## MATERIAL FOR THIS TASK

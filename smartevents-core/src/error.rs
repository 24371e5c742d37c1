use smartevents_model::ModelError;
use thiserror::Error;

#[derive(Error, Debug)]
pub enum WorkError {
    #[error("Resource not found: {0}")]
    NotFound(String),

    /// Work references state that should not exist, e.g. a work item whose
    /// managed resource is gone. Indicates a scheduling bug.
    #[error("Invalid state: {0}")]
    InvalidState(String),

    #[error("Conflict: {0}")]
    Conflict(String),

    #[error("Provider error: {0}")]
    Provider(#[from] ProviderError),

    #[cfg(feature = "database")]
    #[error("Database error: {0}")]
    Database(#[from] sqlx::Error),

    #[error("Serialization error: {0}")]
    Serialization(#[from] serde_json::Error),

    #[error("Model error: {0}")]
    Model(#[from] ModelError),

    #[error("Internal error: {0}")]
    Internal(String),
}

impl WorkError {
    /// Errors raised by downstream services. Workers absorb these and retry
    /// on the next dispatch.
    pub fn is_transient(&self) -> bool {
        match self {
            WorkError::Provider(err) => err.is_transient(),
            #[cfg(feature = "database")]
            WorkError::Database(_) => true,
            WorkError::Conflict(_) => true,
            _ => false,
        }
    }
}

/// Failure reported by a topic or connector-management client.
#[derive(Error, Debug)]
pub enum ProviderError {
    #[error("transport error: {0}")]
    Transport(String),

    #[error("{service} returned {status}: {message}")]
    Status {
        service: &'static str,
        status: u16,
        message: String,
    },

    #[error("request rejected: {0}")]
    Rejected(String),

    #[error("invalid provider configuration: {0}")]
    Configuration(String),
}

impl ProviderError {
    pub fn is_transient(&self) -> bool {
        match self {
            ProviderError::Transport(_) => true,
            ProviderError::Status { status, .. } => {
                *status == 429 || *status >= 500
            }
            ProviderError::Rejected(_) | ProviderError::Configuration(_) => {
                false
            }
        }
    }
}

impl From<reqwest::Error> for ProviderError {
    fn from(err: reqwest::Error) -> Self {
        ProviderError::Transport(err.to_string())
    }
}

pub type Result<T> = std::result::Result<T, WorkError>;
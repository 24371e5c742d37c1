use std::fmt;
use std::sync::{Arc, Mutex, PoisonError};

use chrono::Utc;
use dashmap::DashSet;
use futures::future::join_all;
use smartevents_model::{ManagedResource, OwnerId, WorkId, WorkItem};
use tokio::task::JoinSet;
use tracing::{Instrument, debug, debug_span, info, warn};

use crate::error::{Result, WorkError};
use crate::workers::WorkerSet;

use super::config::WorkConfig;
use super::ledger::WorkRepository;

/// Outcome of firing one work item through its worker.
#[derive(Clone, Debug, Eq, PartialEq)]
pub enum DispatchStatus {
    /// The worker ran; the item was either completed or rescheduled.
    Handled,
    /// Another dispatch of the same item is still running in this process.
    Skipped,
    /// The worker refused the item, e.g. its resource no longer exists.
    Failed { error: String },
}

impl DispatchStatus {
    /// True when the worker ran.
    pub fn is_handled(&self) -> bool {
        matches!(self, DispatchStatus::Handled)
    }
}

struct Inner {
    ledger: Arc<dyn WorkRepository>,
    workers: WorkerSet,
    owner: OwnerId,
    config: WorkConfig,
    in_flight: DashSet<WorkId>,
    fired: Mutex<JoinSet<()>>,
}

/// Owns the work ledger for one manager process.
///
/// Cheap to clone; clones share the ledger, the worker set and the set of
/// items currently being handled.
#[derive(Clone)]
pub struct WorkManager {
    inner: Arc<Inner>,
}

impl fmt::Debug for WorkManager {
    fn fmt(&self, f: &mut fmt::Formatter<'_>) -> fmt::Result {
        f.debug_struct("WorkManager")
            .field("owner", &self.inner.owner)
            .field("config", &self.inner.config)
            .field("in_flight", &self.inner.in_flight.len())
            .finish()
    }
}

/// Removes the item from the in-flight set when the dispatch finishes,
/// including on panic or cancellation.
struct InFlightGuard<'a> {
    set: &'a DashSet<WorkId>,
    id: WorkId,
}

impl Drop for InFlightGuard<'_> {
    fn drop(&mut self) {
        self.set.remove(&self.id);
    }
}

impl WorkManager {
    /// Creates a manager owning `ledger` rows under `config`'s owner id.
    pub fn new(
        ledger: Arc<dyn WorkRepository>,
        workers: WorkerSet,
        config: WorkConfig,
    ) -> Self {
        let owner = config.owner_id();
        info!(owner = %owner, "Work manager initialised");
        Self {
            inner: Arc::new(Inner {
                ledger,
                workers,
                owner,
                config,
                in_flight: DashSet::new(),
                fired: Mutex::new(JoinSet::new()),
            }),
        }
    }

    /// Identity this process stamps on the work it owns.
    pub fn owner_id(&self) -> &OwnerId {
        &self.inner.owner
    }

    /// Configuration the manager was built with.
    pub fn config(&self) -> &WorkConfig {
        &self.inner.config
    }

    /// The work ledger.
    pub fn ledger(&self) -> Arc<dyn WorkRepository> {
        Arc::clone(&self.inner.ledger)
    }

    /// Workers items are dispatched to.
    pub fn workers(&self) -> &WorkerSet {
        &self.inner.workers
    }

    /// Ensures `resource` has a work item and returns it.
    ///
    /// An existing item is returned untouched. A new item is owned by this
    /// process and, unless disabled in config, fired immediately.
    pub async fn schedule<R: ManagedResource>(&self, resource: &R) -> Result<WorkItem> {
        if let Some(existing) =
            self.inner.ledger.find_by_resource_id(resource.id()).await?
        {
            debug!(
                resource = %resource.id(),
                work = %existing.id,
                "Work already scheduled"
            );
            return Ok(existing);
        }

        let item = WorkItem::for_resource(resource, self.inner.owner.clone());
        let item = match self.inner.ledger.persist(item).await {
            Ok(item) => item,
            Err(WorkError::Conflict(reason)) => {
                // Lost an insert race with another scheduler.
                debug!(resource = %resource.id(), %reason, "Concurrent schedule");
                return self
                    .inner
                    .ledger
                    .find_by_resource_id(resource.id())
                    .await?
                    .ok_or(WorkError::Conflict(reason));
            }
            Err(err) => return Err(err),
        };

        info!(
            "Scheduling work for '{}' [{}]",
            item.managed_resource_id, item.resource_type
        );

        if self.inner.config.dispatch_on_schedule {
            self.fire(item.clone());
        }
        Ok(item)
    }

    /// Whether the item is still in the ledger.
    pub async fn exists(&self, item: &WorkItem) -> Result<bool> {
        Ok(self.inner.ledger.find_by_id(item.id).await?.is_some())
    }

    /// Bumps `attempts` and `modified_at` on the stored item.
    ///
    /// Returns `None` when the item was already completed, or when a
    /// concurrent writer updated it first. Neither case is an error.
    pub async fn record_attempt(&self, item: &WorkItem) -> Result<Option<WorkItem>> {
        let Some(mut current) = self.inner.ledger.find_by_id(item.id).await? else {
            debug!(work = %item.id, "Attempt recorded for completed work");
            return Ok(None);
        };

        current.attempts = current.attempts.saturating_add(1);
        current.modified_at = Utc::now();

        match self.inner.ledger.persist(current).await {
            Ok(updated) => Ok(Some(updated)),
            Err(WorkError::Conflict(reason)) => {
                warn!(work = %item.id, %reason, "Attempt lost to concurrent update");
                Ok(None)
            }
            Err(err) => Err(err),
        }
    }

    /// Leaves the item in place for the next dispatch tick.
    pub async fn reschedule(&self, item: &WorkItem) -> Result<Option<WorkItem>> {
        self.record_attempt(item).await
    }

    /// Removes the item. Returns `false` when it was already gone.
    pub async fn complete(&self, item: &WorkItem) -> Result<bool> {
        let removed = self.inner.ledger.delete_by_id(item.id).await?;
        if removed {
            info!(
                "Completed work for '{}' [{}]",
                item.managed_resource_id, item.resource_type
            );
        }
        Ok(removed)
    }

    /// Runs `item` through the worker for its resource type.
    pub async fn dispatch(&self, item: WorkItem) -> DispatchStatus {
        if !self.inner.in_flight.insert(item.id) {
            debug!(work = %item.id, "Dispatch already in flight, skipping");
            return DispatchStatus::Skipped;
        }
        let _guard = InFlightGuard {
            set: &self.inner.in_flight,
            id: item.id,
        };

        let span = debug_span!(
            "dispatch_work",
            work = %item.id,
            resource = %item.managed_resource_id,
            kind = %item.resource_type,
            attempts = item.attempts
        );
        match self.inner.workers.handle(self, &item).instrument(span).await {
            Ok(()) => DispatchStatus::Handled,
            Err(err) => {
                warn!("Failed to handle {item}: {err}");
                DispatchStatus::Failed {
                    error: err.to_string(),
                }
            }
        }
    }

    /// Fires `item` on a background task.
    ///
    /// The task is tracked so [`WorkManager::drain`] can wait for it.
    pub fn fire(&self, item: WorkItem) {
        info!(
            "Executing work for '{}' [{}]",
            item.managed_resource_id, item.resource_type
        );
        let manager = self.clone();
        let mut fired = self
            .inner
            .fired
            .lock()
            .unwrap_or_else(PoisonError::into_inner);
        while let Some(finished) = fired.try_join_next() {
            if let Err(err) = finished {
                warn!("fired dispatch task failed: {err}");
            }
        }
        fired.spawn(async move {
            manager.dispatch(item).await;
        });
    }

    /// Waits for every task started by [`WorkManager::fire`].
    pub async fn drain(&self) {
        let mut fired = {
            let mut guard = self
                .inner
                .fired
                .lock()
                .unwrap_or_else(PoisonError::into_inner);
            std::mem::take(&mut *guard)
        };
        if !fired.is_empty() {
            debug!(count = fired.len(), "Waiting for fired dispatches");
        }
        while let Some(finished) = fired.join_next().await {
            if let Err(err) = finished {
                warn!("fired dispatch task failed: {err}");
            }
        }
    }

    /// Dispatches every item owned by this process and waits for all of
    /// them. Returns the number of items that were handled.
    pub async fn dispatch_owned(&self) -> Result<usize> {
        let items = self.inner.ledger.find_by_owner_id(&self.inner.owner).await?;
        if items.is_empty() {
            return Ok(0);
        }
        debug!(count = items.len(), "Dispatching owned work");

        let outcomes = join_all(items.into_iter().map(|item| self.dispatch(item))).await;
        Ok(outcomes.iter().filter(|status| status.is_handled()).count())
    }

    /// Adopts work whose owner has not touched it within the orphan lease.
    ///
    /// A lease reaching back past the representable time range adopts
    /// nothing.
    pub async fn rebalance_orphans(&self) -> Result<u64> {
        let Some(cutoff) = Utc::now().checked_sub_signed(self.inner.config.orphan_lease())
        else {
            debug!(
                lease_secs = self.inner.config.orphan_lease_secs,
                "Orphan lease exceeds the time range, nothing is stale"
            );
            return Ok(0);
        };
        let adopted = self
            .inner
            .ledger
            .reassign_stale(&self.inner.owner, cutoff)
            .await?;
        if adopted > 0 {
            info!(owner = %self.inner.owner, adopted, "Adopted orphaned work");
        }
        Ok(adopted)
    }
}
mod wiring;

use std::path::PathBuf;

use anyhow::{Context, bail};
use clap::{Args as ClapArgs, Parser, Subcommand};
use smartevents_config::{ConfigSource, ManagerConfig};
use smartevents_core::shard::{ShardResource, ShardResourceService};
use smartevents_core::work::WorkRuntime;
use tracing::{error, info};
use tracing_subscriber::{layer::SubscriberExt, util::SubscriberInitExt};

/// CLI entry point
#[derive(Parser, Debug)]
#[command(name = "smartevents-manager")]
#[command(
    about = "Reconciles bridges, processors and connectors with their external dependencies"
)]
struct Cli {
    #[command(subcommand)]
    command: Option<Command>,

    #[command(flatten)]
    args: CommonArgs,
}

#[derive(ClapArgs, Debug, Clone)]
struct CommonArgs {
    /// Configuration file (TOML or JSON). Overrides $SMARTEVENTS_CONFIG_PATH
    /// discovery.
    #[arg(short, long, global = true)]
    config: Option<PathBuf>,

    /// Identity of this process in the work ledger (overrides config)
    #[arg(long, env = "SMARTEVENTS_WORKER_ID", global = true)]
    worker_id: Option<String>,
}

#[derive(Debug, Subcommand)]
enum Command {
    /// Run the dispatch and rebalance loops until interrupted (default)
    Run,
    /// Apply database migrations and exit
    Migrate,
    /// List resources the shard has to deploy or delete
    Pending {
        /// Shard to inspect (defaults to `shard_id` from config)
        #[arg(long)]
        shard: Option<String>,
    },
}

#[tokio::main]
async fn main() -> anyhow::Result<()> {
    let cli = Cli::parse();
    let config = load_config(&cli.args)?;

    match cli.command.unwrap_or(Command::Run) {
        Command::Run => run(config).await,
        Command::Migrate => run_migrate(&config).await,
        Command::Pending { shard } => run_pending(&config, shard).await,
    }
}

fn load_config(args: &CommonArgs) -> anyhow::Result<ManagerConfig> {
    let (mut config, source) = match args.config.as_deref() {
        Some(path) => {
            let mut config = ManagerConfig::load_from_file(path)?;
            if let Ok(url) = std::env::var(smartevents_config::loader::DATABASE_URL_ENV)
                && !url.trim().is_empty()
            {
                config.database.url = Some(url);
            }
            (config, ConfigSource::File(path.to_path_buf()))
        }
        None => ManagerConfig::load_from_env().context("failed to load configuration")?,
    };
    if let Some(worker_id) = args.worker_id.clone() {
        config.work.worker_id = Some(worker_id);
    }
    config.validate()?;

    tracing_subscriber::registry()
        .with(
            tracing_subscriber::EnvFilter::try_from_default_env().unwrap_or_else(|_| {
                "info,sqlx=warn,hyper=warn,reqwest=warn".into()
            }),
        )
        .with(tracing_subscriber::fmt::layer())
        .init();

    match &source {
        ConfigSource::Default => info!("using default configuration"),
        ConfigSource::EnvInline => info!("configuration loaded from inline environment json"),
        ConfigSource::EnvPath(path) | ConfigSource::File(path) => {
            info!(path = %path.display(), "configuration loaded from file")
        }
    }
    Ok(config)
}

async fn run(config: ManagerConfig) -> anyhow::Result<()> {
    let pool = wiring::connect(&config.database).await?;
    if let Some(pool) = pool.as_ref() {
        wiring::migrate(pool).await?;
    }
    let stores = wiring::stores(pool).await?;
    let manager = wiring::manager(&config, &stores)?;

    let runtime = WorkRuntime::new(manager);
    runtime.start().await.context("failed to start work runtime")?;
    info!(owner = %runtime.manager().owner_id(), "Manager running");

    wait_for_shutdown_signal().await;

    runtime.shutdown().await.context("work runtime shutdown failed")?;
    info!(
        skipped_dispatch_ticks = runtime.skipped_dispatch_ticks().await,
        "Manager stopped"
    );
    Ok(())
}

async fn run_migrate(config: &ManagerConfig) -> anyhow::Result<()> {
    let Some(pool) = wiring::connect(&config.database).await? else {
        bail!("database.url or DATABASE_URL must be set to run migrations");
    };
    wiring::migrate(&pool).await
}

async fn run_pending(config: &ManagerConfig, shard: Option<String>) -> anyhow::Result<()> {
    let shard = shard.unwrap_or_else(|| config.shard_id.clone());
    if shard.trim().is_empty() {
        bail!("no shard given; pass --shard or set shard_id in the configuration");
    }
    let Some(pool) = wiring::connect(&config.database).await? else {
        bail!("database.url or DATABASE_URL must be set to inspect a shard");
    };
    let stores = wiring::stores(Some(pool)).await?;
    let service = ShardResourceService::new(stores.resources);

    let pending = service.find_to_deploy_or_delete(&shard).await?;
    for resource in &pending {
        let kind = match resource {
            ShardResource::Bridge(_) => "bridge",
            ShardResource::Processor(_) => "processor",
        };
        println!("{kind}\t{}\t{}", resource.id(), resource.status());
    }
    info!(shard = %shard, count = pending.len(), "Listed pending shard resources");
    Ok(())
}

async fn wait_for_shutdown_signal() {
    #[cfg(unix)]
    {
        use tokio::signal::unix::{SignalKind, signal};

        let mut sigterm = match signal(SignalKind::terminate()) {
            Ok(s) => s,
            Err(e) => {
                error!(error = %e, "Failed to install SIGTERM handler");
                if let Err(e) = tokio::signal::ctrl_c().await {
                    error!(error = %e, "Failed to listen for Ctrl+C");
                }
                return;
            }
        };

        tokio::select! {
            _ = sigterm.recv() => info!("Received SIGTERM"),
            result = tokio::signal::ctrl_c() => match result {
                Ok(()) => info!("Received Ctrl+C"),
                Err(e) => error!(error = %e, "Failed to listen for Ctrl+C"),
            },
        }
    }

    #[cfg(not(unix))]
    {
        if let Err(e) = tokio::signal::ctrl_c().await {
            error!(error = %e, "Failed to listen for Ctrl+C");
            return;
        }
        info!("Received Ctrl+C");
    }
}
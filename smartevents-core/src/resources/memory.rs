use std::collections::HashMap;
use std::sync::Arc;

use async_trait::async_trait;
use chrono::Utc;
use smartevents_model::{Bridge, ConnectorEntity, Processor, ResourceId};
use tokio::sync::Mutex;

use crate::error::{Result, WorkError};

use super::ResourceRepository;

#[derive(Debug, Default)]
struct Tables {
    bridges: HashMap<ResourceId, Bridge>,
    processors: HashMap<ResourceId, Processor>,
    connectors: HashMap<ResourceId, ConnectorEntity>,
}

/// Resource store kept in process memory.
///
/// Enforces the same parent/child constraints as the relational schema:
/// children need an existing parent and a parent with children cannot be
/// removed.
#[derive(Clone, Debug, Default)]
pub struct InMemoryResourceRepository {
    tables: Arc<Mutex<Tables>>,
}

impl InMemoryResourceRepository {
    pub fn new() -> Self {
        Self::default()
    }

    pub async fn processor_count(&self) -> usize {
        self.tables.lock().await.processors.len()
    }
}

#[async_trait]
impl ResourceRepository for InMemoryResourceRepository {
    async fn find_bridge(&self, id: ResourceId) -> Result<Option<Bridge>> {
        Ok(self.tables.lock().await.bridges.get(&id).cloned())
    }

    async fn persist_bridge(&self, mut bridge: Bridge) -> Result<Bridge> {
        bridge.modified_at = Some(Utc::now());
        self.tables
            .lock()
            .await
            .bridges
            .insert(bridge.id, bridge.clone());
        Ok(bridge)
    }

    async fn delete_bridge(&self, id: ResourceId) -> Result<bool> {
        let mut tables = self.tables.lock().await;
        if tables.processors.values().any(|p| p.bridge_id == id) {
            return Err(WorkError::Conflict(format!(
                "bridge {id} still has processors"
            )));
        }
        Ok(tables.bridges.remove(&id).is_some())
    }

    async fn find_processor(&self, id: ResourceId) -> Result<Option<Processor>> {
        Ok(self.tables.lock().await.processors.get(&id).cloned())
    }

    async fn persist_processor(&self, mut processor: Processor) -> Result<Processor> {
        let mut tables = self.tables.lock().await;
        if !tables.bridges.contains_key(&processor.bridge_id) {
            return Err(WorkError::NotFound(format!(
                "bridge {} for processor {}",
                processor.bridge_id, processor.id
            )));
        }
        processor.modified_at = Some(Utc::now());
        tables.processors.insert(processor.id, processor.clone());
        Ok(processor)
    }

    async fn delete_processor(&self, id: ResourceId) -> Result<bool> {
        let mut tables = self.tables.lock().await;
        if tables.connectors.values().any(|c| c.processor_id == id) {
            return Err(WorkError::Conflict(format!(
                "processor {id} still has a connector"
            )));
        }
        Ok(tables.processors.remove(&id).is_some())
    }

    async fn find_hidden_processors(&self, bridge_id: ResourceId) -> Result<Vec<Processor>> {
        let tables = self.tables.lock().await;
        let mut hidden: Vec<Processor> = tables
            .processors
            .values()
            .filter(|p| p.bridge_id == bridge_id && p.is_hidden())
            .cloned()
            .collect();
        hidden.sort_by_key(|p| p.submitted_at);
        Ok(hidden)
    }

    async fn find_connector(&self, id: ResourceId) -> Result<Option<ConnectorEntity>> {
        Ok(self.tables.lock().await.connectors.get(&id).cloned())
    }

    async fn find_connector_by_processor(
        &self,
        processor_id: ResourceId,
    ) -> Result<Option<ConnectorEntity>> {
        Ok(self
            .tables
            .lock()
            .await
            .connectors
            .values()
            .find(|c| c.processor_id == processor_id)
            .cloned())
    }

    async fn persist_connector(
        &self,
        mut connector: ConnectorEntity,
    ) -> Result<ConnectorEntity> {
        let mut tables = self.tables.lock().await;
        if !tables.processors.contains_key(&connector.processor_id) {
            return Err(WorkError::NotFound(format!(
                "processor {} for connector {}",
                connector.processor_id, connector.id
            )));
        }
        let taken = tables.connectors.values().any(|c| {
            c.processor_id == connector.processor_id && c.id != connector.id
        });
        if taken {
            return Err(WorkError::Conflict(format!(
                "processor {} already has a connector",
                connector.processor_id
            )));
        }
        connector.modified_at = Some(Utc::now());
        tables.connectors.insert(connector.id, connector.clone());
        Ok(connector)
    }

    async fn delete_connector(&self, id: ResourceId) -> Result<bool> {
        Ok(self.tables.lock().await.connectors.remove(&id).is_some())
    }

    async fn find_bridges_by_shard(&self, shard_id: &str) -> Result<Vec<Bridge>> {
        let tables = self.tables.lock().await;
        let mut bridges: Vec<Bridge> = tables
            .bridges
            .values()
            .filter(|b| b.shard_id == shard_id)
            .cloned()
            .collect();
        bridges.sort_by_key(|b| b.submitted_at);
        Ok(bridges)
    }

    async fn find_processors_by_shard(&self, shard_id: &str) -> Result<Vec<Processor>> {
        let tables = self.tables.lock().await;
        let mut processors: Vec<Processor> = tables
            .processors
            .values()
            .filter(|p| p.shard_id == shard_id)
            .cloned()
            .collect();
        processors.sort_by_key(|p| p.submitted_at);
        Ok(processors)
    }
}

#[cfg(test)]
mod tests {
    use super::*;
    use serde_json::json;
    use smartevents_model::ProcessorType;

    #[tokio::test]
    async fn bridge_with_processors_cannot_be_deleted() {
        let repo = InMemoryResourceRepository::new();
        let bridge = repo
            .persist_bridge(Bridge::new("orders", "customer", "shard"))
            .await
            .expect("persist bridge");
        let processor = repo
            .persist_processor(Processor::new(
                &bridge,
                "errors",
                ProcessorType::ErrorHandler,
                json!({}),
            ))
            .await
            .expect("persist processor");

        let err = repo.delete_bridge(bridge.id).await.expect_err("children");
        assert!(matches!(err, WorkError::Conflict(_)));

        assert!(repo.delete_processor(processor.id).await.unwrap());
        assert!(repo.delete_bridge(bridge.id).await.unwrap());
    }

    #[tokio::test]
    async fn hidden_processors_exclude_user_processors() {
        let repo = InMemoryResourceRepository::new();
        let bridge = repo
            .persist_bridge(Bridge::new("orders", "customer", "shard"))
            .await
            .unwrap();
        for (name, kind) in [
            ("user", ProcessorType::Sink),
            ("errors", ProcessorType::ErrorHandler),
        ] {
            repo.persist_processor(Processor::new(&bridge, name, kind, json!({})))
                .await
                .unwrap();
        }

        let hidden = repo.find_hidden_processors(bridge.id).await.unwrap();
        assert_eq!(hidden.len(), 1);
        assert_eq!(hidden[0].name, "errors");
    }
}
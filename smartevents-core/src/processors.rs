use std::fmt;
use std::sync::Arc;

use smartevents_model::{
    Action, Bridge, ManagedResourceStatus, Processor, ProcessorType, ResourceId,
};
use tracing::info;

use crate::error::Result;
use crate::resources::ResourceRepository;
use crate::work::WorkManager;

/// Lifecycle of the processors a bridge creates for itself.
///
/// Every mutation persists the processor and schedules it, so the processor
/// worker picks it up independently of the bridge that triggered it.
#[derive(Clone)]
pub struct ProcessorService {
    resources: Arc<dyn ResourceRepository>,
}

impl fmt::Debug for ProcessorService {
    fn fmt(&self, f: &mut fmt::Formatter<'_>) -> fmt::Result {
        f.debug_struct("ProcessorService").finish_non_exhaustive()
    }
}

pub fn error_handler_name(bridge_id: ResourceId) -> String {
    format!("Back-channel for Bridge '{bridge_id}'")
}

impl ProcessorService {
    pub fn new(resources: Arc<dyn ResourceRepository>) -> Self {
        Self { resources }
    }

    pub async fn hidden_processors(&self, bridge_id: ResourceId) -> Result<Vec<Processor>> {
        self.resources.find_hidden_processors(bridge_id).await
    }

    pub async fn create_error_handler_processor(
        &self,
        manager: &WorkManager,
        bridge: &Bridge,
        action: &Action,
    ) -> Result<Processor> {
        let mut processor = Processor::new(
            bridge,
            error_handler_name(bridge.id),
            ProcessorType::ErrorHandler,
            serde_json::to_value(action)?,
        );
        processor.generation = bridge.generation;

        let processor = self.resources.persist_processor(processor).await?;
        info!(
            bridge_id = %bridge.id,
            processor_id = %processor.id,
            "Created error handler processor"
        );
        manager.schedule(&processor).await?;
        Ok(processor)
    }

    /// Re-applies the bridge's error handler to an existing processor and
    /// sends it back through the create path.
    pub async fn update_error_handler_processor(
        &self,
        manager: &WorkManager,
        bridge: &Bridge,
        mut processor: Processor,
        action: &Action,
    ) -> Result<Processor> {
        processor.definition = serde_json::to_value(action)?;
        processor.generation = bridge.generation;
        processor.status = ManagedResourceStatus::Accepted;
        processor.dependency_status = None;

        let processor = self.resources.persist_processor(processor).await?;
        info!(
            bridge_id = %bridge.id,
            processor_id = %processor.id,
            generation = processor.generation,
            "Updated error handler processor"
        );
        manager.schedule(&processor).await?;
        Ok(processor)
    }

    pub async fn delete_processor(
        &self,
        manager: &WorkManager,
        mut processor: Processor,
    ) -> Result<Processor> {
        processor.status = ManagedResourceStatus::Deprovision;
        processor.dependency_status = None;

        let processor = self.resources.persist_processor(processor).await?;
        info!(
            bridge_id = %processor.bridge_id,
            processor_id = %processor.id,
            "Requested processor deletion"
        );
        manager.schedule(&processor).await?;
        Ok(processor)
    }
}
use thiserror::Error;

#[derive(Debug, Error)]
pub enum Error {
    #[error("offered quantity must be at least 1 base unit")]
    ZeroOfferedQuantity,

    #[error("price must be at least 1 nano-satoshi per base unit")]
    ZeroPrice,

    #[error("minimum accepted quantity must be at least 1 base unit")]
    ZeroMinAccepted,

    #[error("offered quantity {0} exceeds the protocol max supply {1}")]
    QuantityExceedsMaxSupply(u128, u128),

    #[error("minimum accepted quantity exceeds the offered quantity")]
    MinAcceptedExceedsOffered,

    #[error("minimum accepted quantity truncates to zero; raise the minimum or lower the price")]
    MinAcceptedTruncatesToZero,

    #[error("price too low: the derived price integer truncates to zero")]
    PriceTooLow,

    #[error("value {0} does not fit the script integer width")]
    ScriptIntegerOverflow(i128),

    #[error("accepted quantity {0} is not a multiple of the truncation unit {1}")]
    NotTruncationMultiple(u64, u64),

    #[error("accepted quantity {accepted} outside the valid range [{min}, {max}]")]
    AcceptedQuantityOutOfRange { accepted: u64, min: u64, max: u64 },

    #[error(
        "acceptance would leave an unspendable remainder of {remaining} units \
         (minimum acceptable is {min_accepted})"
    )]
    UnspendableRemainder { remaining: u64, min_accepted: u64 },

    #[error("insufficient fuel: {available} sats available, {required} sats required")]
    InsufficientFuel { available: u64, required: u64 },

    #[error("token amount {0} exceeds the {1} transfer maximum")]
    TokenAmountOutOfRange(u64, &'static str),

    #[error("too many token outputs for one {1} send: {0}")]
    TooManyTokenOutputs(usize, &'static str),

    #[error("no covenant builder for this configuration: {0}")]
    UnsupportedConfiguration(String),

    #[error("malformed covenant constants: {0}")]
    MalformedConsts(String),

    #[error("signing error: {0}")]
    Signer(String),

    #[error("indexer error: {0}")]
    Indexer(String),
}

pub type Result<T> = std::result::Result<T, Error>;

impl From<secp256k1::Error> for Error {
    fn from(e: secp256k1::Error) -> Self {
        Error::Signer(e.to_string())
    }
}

## HOW TO COMPLETE THIS TASK
Which of the lines above mention the word "ProviderError"? Pull those lines out.

## RESULT
    Provider(#[from] ProviderError),
pub enum ProviderError {
impl ProviderError {
            ProviderError::Transport(_) => true,
            ProviderError::Status { status, .. } => {
            ProviderError::Rejected(_) | ProviderError::Configuration(_) => {
impl From<reqwest::Error> for ProviderError {
        ProviderError::Transport(err.to_string())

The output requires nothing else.